Written by Richard Pagliaro | Thursday, January 19, 2023
Novak Djokovic battled a strange hamstring and Enzo Quakod conquered 6-1, 6-7(5), 6-2, 6-0 to advance to the AO third round for the 15th time.
Image credit: Andy Cheung/Getty
Underground ranked losses are still piling up this Australian Open.
work with leg problem, Novak Djokovic He is taming the Shock in his return to Melbourne Park.
Continuing his quest for a 22nd Grand Slam title, Djokovic tackled a bizarre and tricky hamstring. Enzo Quacode On 6-1, 6-7(5), 6-2, 6-0 to advance to the third round at the Australian Open for the 15th time in 18 matches at AO.
It was Djokovic’s 23rd consecutive victory at the Australian Open, and his 36th consecutive victory on Australian soil.
The nine-time Australian Open champion prevailed through a second-round hurdle that saw top seed rival Rafael Nadal bow to Mackenzie McDonald and second seed Casper Rudd fell in four sets to Jenson Broxby.
It wasn’t an entirely drama-free evening as Djokovic received treatment for his persistent hamstring injury which he admitted was “not ideal”.

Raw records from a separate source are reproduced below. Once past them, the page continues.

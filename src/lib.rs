//! This is the documentation for the **beamprop** crate.
//!
//! beamprop orchestrates the propagation of a coherent 1D optical wavefront through an ordered
//! chain of optical elements (sources, mirrors, detectors, transmissive masks) whose physical
//! field computation is delegated to an external optical-simulation engine, and exposes that chain
//! through a generic propagation-framework interface.
//!
//! The crate deliberately contains no propagation mathematics: the diffraction kernel lives behind
//! the [`FieldEngine`] trait. What it does contain is the state-resolution logic around a
//! propagation request: which subsequence of the [`Beamline`] must be (re)computed, when a
//! fixed-field source has to be synthesized for an externally supplied upstream field, whether
//! computation happens at all (interactive vs. batch mode) and how the result is translated
//! between the host framework's [`GenericWavefront`] and the engine-native [`ComputationResult`].
#![allow(clippy::module_name_repetitions)]

pub mod beamline;
pub mod element;
pub mod engine;
pub mod error;
pub mod positioning;
pub mod propagator;
pub mod properties;
pub mod request;
pub mod utils;
pub mod wavefront;

pub use beamline::{Beamline, InsertMode};
pub use element::{BeamlineElement, ComputationSettings, ElementKind};
pub use engine::FieldEngine;
pub use error::{BeampropError, BpResult};
pub use propagator::{propagate, propagate_request, InteractiveMode, PropagationConfig};
pub use request::PropagationRequest;
pub use wavefront::{ComputationResult, GenericWavefront, Wavefront};
#![warn(missing_docs)]
//! Seam towards the external optical-simulation engine.
use crate::{element::BeamlineElement, error::BpResult, wavefront::ComputationResult};

/// Field-computation backend of a [`Beamline`](crate::beamline::Beamline).
///
/// This trait is implemented by the external optical-simulation engine which owns the actual
/// physical propagation mathematics (diffraction integrals, mirror figure errors, detector
/// sampling). [`Beamline::compute_fields`](crate::beamline::Beamline::compute_fields) walks the
/// chain in order and calls [`FieldEngine::eval_field`] once per element that needs a (re)computed
/// field, so a result is always available before any element depending on it is computed.
///
/// `parallelism` bounds the engine's internal worker pool for a single evaluation; no ordering
/// guarantee is made about sub-computations inside that pool. The trait is object safe so tests
/// can instrument implementations with call counters.
pub trait FieldEngine {
    /// Compute the field on `element`, given the `incoming` field of its upstream neighbour.
    ///
    /// `incoming` is `None` only for source elements, in which case the engine synthesizes the
    /// source field analytically from the element's physical parameters.
    ///
    /// # Errors
    ///
    /// This function will return an engine-specific error if the evaluation fails.
    fn eval_field(
        &self,
        element: &BeamlineElement,
        incoming: Option<&ComputationResult>,
        parallelism: usize,
    ) -> BpResult<ComputationResult>;
}
#![warn(missing_docs)]
//! Basic data entity representing one element of a beamline chain.
use serde::{Deserialize, Serialize};

use crate::{
    error::{BeampropError, BpResult},
    positioning::{Placement, PositioningDirectives},
    wavefront::ComputationResult,
};

/// Capability tag of a [`BeamlineElement`], resolved once at construction time.
///
/// The tag answers the two capability questions the propagation orchestrator asks (does this
/// element need an upstream field? does its measurement depend on the fully resolved chain
/// geometry?) without repeated downcasting along the call path.
#[derive(Debug, Clone, Copy, PartialEq, Eq, Serialize, Deserialize, strum::Display)]
pub enum ElementKind {
    /// generates a field analytically, needs no upstream input
    Source,
    /// reflective element (plane, elliptic, ... figure handled by the engine)
    Mirror,
    /// measuring element; requires up-to-date absolute geometry before computation
    Detector,
    /// transmissive mask or window
    Transmissive,
    /// synthesized source answering a pre-supplied field verbatim
    FixedField,
}
impl ElementKind {
    /// Returns `true` if an element of this kind requires no upstream field.
    #[must_use]
    pub const fn is_source(self) -> bool {
        matches!(self, Self::Source | Self::FixedField)
    }
    /// Returns `true` if an element of this kind measures the field and therefore depends on the
    /// fully resolved chain geometry.
    #[must_use]
    pub const fn is_detector(self) -> bool {
        matches!(self, Self::Detector)
    }
}

/// Sampling and worker-pool settings the engine uses when computing an element's field.
#[derive(Debug, Clone, PartialEq, Eq, Serialize, Deserialize)]
pub struct ComputationSettings {
    use_custom_sampling: bool,
    n_samples: usize,
    n_pools: usize,
}
impl Default for ComputationSettings {
    fn default() -> Self {
        Self {
            use_custom_sampling: false,
            n_samples: 1000,
            n_pools: 1,
        }
    }
}
impl ComputationSettings {
    /// Returns `true` if the engine shall use the custom sample count instead of its automatic
    /// sampling heuristics.
    #[must_use]
    pub const fn use_custom_sampling(&self) -> bool {
        self.use_custom_sampling
    }
    /// Returns the custom sample count (only relevant if [`Self::use_custom_sampling`] is set).
    #[must_use]
    pub const fn n_samples(&self) -> usize {
        self.n_samples
    }
    /// Returns the worker-pool size hint forwarded to the engine.
    #[must_use]
    pub const fn n_pools(&self) -> usize {
        self.n_pools
    }
    /// Sets the custom sampling flag and sample count.
    pub fn set_sampling(&mut self, use_custom_sampling: bool, n_samples: usize) {
        self.use_custom_sampling = use_custom_sampling;
        self.n_samples = n_samples;
    }
    /// Sets the worker-pool size hint.
    pub fn set_n_pools(&mut self, n_pools: usize) {
        self.n_pools = n_pools;
    }
}

/// One element of a beamline chain together with its computation state.
///
/// The identity of an element (name, kind, positioning directives) is immutable once created.
/// There is deliberately no operation to mutate an element's parent: parenthood is derived purely
/// from chain order by [`Beamline::parent_of`](crate::beamline::Beamline::parent_of). The
/// computation result transitions from absent to present during a computation pass; re-running a
/// computation overwrites it.
#[derive(Debug, Clone, PartialEq, Serialize, Deserialize)]
pub struct BeamlineElement {
    name: String,
    kind: ElementKind,
    positioning: PositioningDirectives,
    settings: ComputationSettings,
    #[serde(skip_serializing_if = "Option::is_none")]
    computation_result: Option<ComputationResult>,
    #[serde(skip_serializing_if = "Option::is_none")]
    placement: Option<Placement>,
}
impl BeamlineElement {
    /// Creates a new [`BeamlineElement`].
    ///
    /// # Errors
    ///
    /// This function will return an error if the given name is empty.
    pub fn new(name: &str, kind: ElementKind, positioning: PositioningDirectives) -> BpResult<Self> {
        if name.is_empty() {
            return Err(BeampropError::InvalidRequest(
                "element name must not be empty".into(),
            ));
        }
        Ok(Self {
            name: name.into(),
            kind,
            positioning,
            settings: ComputationSettings::default(),
            computation_result: None,
            placement: None,
        })
    }
    /// Creates a synthesized fixed-field source element.
    ///
    /// The element carries the given field as its computation result and answers it verbatim under
    /// computation, modelling "treat this already-known field as the upstream boundary condition".
    /// The sampling configuration (custom-sampling flag and sample count) is copied from the
    /// anchor element's settings so downstream computation sees consistent grid settings.
    #[must_use]
    pub fn fixed_field(
        name: &str,
        field: ComputationResult,
        anchor_settings: &ComputationSettings,
    ) -> Self {
        let mut settings = ComputationSettings::default();
        settings.set_sampling(
            anchor_settings.use_custom_sampling(),
            anchor_settings.n_samples(),
        );
        Self {
            name: name.into(),
            kind: ElementKind::FixedField,
            positioning: PositioningDirectives::default(),
            settings,
            computation_result: Some(field),
            placement: None,
        }
    }
    /// Returns the name of this [`BeamlineElement`] (unique within its chain).
    #[must_use]
    pub fn name(&self) -> &str {
        &self.name
    }
    /// Returns the [`ElementKind`] of this [`BeamlineElement`].
    #[must_use]
    pub const fn kind(&self) -> ElementKind {
        self.kind
    }
    /// Returns `true` if this element requires no upstream field.
    #[must_use]
    pub const fn is_source(&self) -> bool {
        self.kind.is_source()
    }
    /// Returns `true` if this element is a detector-class element.
    #[must_use]
    pub const fn is_detector(&self) -> bool {
        self.kind.is_detector()
    }
    /// Returns the [`PositioningDirectives`] of this [`BeamlineElement`].
    #[must_use]
    pub const fn positioning(&self) -> &PositioningDirectives {
        &self.positioning
    }
    /// Returns the [`ComputationSettings`] of this [`BeamlineElement`].
    #[must_use]
    pub const fn settings(&self) -> &ComputationSettings {
        &self.settings
    }
    /// Returns a mutable reference to the [`ComputationSettings`] of this [`BeamlineElement`].
    pub fn settings_mut(&mut self) -> &mut ComputationSettings {
        &mut self.settings
    }
    /// Returns the computation result of this [`BeamlineElement`], if already computed.
    #[must_use]
    pub const fn computation_result(&self) -> Option<&ComputationResult> {
        self.computation_result.as_ref()
    }
    /// Sets (or overwrites) the computation result of this [`BeamlineElement`].
    ///
    /// Besides the engine populating results during a computation pass, this is used to pre-seed
    /// an element with a previously computed upstream field handed in as an input wavefront.
    pub fn set_computation_result(&mut self, result: ComputationResult) {
        self.computation_result = Some(result);
    }
    /// Returns the resolved absolute [`Placement`] of this [`BeamlineElement`], if positions have
    /// been recomputed since the last chain mutation.
    #[must_use]
    pub const fn placement(&self) -> Option<&Placement> {
        self.placement.as_ref()
    }
    pub(crate) fn set_placement(&mut self, placement: Placement) {
        self.placement = Some(placement);
    }
}
use glam::Vec3;
use tidewater_assets::Shape;
use tidewater_common::Viewport;
use tidewater_shade::{FragmentInput, Program, Value};
use tidewater_water::SlabFace;

use crate::buffers::SceneBuffers;
use crate::context::SceneContext;
use crate::error::FrameError;
use crate::image::Image;
use crate::raycast;

/// Renderer-agnostic interface. All renderers implement this trait.
///
/// A renderer reads the scene context produced by the uniform-update phase and
/// turns it into output. It never mutates the context.
pub trait Renderer {
    /// The output type produced by this renderer.
    type Output;

    /// Render one frame from the given context.
    fn render(&mut self, ctx: &SceneContext) -> Result<Self::Output, FrameError>;

    /// Reallocate per-frame resources for a new viewport.
    fn resize(&mut self, _viewport: Viewport) {}
}

const SUN: Vec3 = Vec3::new(0.5, 1.0, 0.5);
const AMBIENT: f32 = 0.35;

/// Reference renderer: ray-cast geometry, then the water and post fields
/// evaluated per pixel on the CPU.
#[derive(Debug, Clone)]
pub struct CpuRenderer {
    buffers: SceneBuffers,
    scratch: Vec<Vec3>,
    depth_scratch: Vec<f32>,
    registers: Vec<Value>,
}

impl CpuRenderer {
    pub fn new(viewport: Viewport) -> Self {
        Self {
            buffers: SceneBuffers::new(viewport),
            scratch: Vec::new(),
            depth_scratch: Vec::new(),
            registers: Vec::new(),
        }
    }

    pub fn buffers(&self) -> &SceneBuffers {
        &self.buffers
    }

    /// Everything before post-processing: geometry, caustics, fog and water.
    ///
    /// The returned buffers are what the composite pass samples.
    pub fn render_scene(&mut self, ctx: &SceneContext) -> Result<&SceneBuffers, FrameError> {
        self.buffers.resize(ctx.viewport());
        self.buffers.clear();
        self.scene_pass(ctx);
        if let Some(program) = ctx.caustics_program() {
            self.caustics_pass(ctx, program);
        }
        self.fog_pass(ctx);
        self.water_pass(ctx)?;
        Ok(&self.buffers)
    }

    fn scene_pass(&mut self, ctx: &SceneContext) {
        let _span = tracing::info_span!("scene_pass").entered();
        let viewport = self.buffers.viewport();
        let camera = ctx.camera();
        let sun = SUN.normalize();
        let meshes: Vec<(&Shape, Vec3)> = ctx
            .scene()
            .visible_meshes()
            .filter_map(|m| m.desc.shape.as_ref().map(|s| (s, m.desc.color())))
            .collect();

        for y in 0..viewport.height {
            for x in 0..viewport.width {
                let i = self.buffers.index(x, y);
                let (origin, dir) = camera.ray_through(viewport.pixel_uv(x, y));
                let nearest = meshes
                    .iter()
                    .filter_map(|(shape, color)| {
                        raycast::intersect(shape, origin, dir).map(|hit| (hit, *color))
                    })
                    .min_by(|a, b| a.0.t.total_cmp(&b.0.t));
                match nearest {
                    Some((hit, color)) => {
                        let point = origin + dir * hit.t;
                        let diffuse = hit.normal.dot(sun).max(0.0);
                        self.buffers.color[i] = color * (AMBIENT + (1.0 - AMBIENT) * diffuse);
                        self.buffers.depth[i] = camera.project_depth(point);
                        self.buffers.position[i] = point;
                        self.buffers.normal[i] = hit.normal;
                        self.buffers.hit[i] = true;
                    }
                    None => self.buffers.color[i] = ctx.environment().background(dir),
                }
            }
        }
    }

    fn caustics_pass(&mut self, ctx: &SceneContext, program: &Program) {
        let _span = tracing::info_span!("caustics_pass").entered();
        let bound = match program.bind(ctx.uniforms()) {
            Ok(bound) => bound,
            Err(err) => {
                tracing::warn!(%err, "caustics skipped for this frame");
                return;
            }
        };
        let viewport = self.buffers.viewport();
        self.scratch.clone_from(&self.buffers.color);
        let sampler = self.buffers.sampler();
        for y in 0..viewport.height {
            for x in 0..viewport.width {
                let i = self.buffers.index(x, y);
                if !self.buffers.hit[i] {
                    continue;
                }
                let fragment = FragmentInput {
                    screen_uv: viewport.pixel_uv(x, y),
                    world_position: self.buffers.position[i],
                    world_normal: self.buffers.normal[i],
                    depth: self.buffers.depth[i],
                };
                self.scratch[i] = bound
                    .evaluate_with(&mut self.registers, &fragment, &sampler)
                    .as_vector();
            }
        }
        std::mem::swap(&mut self.buffers.color, &mut self.scratch);
    }

    fn fog_pass(&mut self, ctx: &SceneContext) {
        if ctx.environment().fog.is_none() {
            return;
        }
        let eye = ctx.camera().position;
        for (i, color) in self.buffers.color.iter_mut().enumerate() {
            if self.buffers.hit[i] {
                let distance = self.buffers.position[i].distance(eye);
                *color = ctx.environment().shade(*color, distance);
            }
        }
    }

    fn water_pass(&mut self, ctx: &SceneContext) -> Result<(), FrameError> {
        let _span = tracing::info_span!("water_pass").entered();
        let bound = ctx.water_program().bind(ctx.uniforms())?;
        let plane = ctx.surface().plane();
        let camera = ctx.camera();
        let viewport = self.buffers.viewport();
        self.scratch.clone_from(&self.buffers.color);
        self.depth_scratch.clone_from(&self.buffers.depth);

        let sampler = self.buffers.sampler();
        let mut covered = 0usize;
        for y in 0..viewport.height {
            for x in 0..viewport.width {
                let i = self.buffers.index(x, y);
                let screen_uv = viewport.pixel_uv(x, y);
                let (origin, dir) = camera.ray_through(screen_uv);
                let Some((t, face)) = plane.intersect(origin, dir) else {
                    continue;
                };
                let world_position = origin + dir * t;
                let depth = camera.project_depth(world_position);
                if depth >= self.buffers.depth[i] {
                    continue;
                }
                let fragment = FragmentInput {
                    screen_uv,
                    world_position,
                    world_normal: match face {
                        SlabFace::Top => Vec3::Y,
                        SlabFace::Bottom => Vec3::NEG_Y,
                    },
                    depth,
                };
                let color = bound
                    .evaluate_with(&mut self.registers, &fragment, &sampler)
                    .as_vector();
                self.scratch[i] = ctx.environment().shade(color, t);
                self.depth_scratch[i] = depth;
                covered += 1;
            }
        }
        std::mem::swap(&mut self.buffers.color, &mut self.scratch);
        std::mem::swap(&mut self.buffers.depth, &mut self.depth_scratch);
        tracing::debug!(covered, "water pass done");
        Ok(())
    }
}

impl Renderer for CpuRenderer {
    type Output = Image;

    fn render(&mut self, ctx: &SceneContext) -> Result<Image, FrameError> {
        let _span = tracing::info_span!("cpu_frame", frame = ctx.frame()).entered();
        self.render_scene(ctx)?;
        let colors = ctx
            .post()
            .composite(ctx.viewport(), ctx.uniforms(), &self.buffers.sampler());
        Ok(Image::from_linear(ctx.viewport(), &colors))
    }

    fn resize(&mut self, viewport: Viewport) {
        self.buffers.resize(viewport);
    }
}

/// Text summary of the frame state, for CLI output, logging and tests.
#[derive(Debug, Default)]
pub struct DebugTextRenderer;

impl DebugTextRenderer {
    pub fn new() -> Self {
        Self
    }
}

impl Renderer for DebugTextRenderer {
    type Output = String;

    fn render(&mut self, ctx: &SceneContext) -> Result<String, FrameError> {
        let camera = ctx.camera();
        let tracker = ctx.tracker();
        let viewport = ctx.viewport();
        let mut out = String::new();
        out.push_str(&format!(
            "=== Scene '{}' (frame={}, t={:.2}) ===\n",
            ctx.scene().name,
            ctx.frame(),
            ctx.elapsed()
        ));
        out.push_str(&format!("Viewport: {}x{}\n", viewport.width, viewport.height));
        out.push_str(&format!(
            "Camera: eye=({:.1}, {:.1}, {:.1}) target=({:.1}, {:.1}, {:.1}) fov={:.0}\n",
            camera.position.x,
            camera.position.y,
            camera.position.z,
            camera.target.x,
            camera.target.y,
            camera.target.z,
            camera.fov_degrees
        ));
        out.push_str(&format!(
            "Water: height={:.2} state={} overlay={:.2} transitions={}\n",
            tracker.water_height(),
            tracker.classification(),
            tracker.overlay_opacity(),
            tracker.transitions()
        ));
        match ctx.post().state() {
            tidewater_post::CompositorState::Ready { program, .. } => out.push_str(&format!(
                "Post: enabled ({} instructions)\n",
                program.instructions().len()
            )),
            tidewater_post::CompositorState::Disabled { reason } => {
                out.push_str(&format!("Post: disabled ({reason})\n"))
            }
        }
        out.push_str(&format!(
            "Meshes: {} visible, {} water\n",
            ctx.scene().visible_meshes().count(),
            ctx.scene().water_meshes().count()
        ));
        for mesh in &ctx.scene().meshes {
            out.push_str(&format!(
                "  [{:016x}] {} {:?}{}\n",
                mesh.id.0,
                mesh.desc.name,
                mesh.water,
                if mesh.visible { "" } else { " (hidden)" }
            ));
        }
        Ok(out)
    }
}

#[cfg(test)]
mod tests {
    use super::*;
    use crate::config::SceneConfig;
    use tidewater_assets::{SceneData, SceneFile, TaggingPolicy};
    use tidewater_common::CameraState;

    const SEABED: &str = r#"{
        "name": "cove",
        "meshes": [
            {
                "name": "seabed",
                "material": { "name": "sand", "base_color": [0.76, 0.7, 0.5, 1.0] },
                "tag": "solid",
                "shape": { "type": "ground", "height": -2.0 }
            },
            { "name": "lagoon", "tag": "water", "shape": { "type": "ground", "height": 0.0 } }
        ]
    }"#;

    fn context(viewport: Viewport) -> SceneContext {
        let file = SceneFile::from_json(SEABED).unwrap();
        let scene = SceneData::resolve(file, &TaggingPolicy::default()).unwrap();
        let config = SceneConfig {
            viewport,
            ..SceneConfig::default()
        };
        SceneContext::new(scene, &config).unwrap()
    }

    #[test]
    fn water_covers_the_seabed_from_above() {
        let viewport = Viewport::new(16, 9);
        let mut ctx = context(viewport);
        ctx.update(1.0, CameraState::default()).unwrap();
        let mut renderer = CpuRenderer::new(viewport);
        let buffers = renderer.render_scene(&ctx).unwrap();

        let centre = buffers.index(8, 4);
        assert!(buffers.hit[centre]);
        let seabed = ctx.camera().project_depth(buffers.position[centre]);
        assert!(buffers.depth[centre] < seabed);
        assert!(buffers.color.iter().all(|c| c.is_finite()));
    }

    #[test]
    fn hidden_water_mesh_is_not_ray_cast() {
        let viewport = Viewport::new(8, 8);
        let mut ctx = context(viewport);
        // Straight down from above: the seabed, not the tagged lagoon plane, is the geometry hit.
        let camera = CameraState::default()
            .at(glam::Vec3::new(0.0, 5.0, 0.0))
            .looking_at(glam::Vec3::ZERO);
        ctx.update(0.0, camera).unwrap();
        let mut renderer = CpuRenderer::new(viewport);
        let buffers = renderer.render_scene(&ctx).unwrap();
        let i = buffers.index(4, 4);
        assert!((buffers.position[i].y + 2.0).abs() < 1e-3);
    }

    #[test]
    fn image_matches_viewport() {
        let viewport = Viewport::new(12, 6);
        let mut ctx = context(viewport);
        ctx.update(0.5, CameraState::default()).unwrap();
        let image = CpuRenderer::new(viewport).render(&ctx).unwrap();
        assert_eq!((image.width, image.height), (12, 6));
        assert_eq!(image.pixels.len(), 72);
    }

    #[test]
    fn debug_renderer_summarizes_state() {
        let mut ctx = context(Viewport::new(4, 4));
        ctx.update(0.0, CameraState::default().at(glam::Vec3::new(0.0, -1.0, 5.0)))
            .unwrap();
        let out = DebugTextRenderer::new().render(&ctx).unwrap();
        assert!(out.contains("Scene 'cove'"));
        assert!(out.contains("state=below"));
        assert!(out.contains("Meshes: 1 visible, 1 water"));
        assert!(out.contains("(hidden)"));
        assert!(out.contains("Post: enabled"));
    }
}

Continuing his bid for the men’s 22nd Grand Slam title, Djokovic played with duct tape around his left hamstring in an effort to protect the injury he picked up on his way to his 92nd title in Adelaide earlier this month.
“Obviously it was him and I had some injuries and a medical deadline,” Djokovic told the media in Melbourne. “My situation with my injury is not ideal.” “Obviously I don’t want to get too deep into it. I wish some things were different with the way I feel with my legs, but it is what it is. I have to take it day in and day out.”
The Australian Open champion, playing for his record-setting 10th AO crown, admits he worries about his AO.
Djokovic’s fluid court coverage is a key component of his dominance at Melbourne Park. A nagging hamstring problem has Djokovic worried as he plays for history this month.
“I’m worried. I mean, I can’t say I’m not,” Djokovic said. “I have reason to worry. But at the same time I have to accept the circumstances and try to adapt to my team. My medical team and the doctor have done everything I can so that I can play every game.”
However, Djokovic seemed to move more fluidly as the match progressed and play a determined attack. Djokovic faced just one break point and scored 63-36 in a three-hour, four-minute win.
The encouraging news for Djokovic is that he ended the match with a conviction for the second match in a row.
In the opener, Djokovic edged past 10 of his last 11 matches in a 6-3, 6-4, 6-0 victory over Roberto Karballes Baena. After dropping the second set tonight, Djokovic raised his level to a place the French qualifier could not reside.
A refocused Djokovic won 12 of the first 13 points of the third set to take a 3-0 lead. Djokovic has thrown a streak in the last eight matches to bring his AO record to 84-8.
Musicians understand the importance of space between the notes they play.
As the lame Djokovic plays to stage the 22nd title of his career, he knows recovery days are vital.
This presents an interesting challenge: can Djokovic win a Grand Slam title without training on his days off? That’s exactly what Djokovic says he aims to do.
“The good thing we have in Grand Slams is always a day off between matches, so at least you have some time to try to recover and prepare for the next match,” Djokovic said. “That’s what I’d do. I mainly don’t exercise in the days in-between ’cause I try to give myself as much time as possible for my legs to be somewhat in an ‘optimal’ state to perform at a high level.”
This Melbourne comeback could take another dramatic turn when Djokovic meets 2017 semi-finalist Grigor Dimitrov in the third round.
Dimitrov, the 29th seed, dismissed Djokovic’s Serbian citizen Laslo Djiri 6-3, 6-2, 6-0, achieving 32 of 37 first service points.
In the end, the former world number one sees only two options: grit his teeth and play or pack his bags and go home. Djokovic is clearly committed to his choice.
“There are two options: leave him or continue. So I will continue,” Djokovic said. “I’m going to try to play and compete with Dimitrov of course who’s a great player in a couple of days. I know the games will get much more difficult for me from here. Two years ago I had kind of a similar situation here in Australia with a different muscle where I had a tear and I had to deal with that.
“But it’s different now, obviously. I don’t know how my body will react. I hope for the best. I hope for a positive result. I’ll take it day by day, game by game, and see how it goes.”